No vi la Bundesliga. No, no la vi

No he visto ni un solo partido por televisión desde que empezó mi confinamiento. Mi cuarentena voluntaria, sugerida, en términos de coacción laboral, empezó el lunes 16 de marzo, y con ello mi sensación de tiempo completo de teletrabajo.

Calculo que por debajo de la pata debo mirar más o menos 250 partidos por año. Ahora, es decir hasta la pandemia, hasta que uno podía sentir el olor a cuero y el perfume del pasto, la mayoría de ellos los miro en pantalla.

Miro partidos como parte esencial de mi trabajo: es mi responsabilidad, aunque siga siendo mi placer, mi fascinación. Pero nada es igual. No es lo mismo mirar que jugar. No es lo mismo estar en la cancha que detrás de la pantalla. No es lo mismo.

En la primera década de mi vida debo haber visto a reventar diez partidos en vivo por televisión. Para la segunda, la de 1970 a 1980, capaz que fueron 100 matchs a puro blanco y negro en vivo y en directo. Sin dudas, fueron muchos más en el 3D de la vida, en las canchas de Montevideo, Florida, Canelones, San José, Colonia.

Entre 1980 y 1990 dupliqué o tripliqué la cantidad de partidos por TV. Fue en esa época cuando empecé a trabajar por televisión. No, no era que yo trabajaba en tevé, sino que debí modificar mi acción cargada de placer y expectativa de ver un partido por la de responsabilidad y seriedad laboral de trabajar mirando un partido de televisión en televisión. Ese proceso de desromantización de la visualización, de pérdida de aquel disfrute natural y sublimante, también me pasaba en las canchas, pero con muchísima menos pérdida de los valores esenciales que elevaban aquella experiencia: había un partido, colores, olores, un alambrado, sonidos; la grasa de las tortafritas y de los chorizos, el perfume de las tangerinas, la musicalidad de la cáscara de maníes y, claro, el coro de la tribuna.

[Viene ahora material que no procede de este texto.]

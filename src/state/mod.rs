//! Application state module

mod app_state;
mod forms;

pub use app_state::*;
pub use forms::*;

El placer de ver fútbol siempre está, aun trabajando, aun siguiendo sin poder recrear la sensación de tribuna, el partido o los campeonatos desde televisores ajenos. La Eurocopa de 1988, la del golazo de Van Basten a Dasaev, la cubrí desde la vidriera de un comercio de Akodike Hogar en el Centro de Montevideo.

Entre 1990 y el 2000 se disparó la cosa y empezaron los primeros casos de síndrome de pantalla verde, serios problemas de convivencia y rupturas familiares, porque a partir de los envíos televisivos que traían fútbol en directo de otros países, más las competencias internacionales que involucraban a los nuestros, más, a fines de siglo, la aparición de la transmisión de partidos del fútbol uruguayo, había –en casa, en el trabajo, en el club, en la pizzería o en lo de los primos– partidos a troche y moche.

Control remoto

Ni hablemos del siglo XXI, ni hablemos del ciberfútbol, en que seguramente no haya un solo día del calendario en que uno no pueda sintonizar un partido en vivo. Así las cosas, el sentimiento y el gusto se van modificando. La sobreabundancia de oferta e información de fútbol televisado soterran aquella fascinación. Un partido de fútbol emitido en directo como programa de televisión ya no es ni cerca lo mismo que cuando la televisión pasaba en directo un partido de fútbol. No hay emoción ni fascinación.

Hay una fuerte corriente teórica que, en base al empirismo de las más desviadas formas de la comunicación, sostiene que la gente come. Vos entendés qué es eso. Que te tragás todo lo que te dicen, lo que te quieren hacer creer, lo que te quieren hacer pensar. Se da en todos los órdenes del periodismo, pero se sabe que en el deportivo, desde hace unos años, es donde está el fuerte, la fuente de comida.

“La gente come” proclama un comunicador, y entonces me reconozco como gente. Te estoy escuchando, pero no siempre como. Hay platos que ya no los soporto más y me revuelve el estómago, como si pasara cerca del extractor de aire de la hamburguesería.

Allá y aquí están desesperados y operando más que los cirujanos y los anestésicos quirúrgicos para que vuelva el fútbol, que no es otra cosa más que el fútbol por televisión. Al fútbol lo han hecho volver de pesado, sin el más mínimo respeto por la gente.

Hace dos meses que no miro un partido de fútbol. Ni por placer, ni por trabajo, ni por las dos cosas juntas. El sábado volvió el fútbol alemán, pero no la de Transtel y el colombiano Andrés Salcedo, de cuando éramos jóvenes, felices e indocumentados, al decir de su enorme connacional Gabriel García Márquez.

Volvió el fútbol. Por televisión, sin gente y allá lejos. Cumplen, no juegan. Los dealers de la pantalla verde están ahí para que el producto circule, para que las cuentas queden claras, para que las deudas se salden.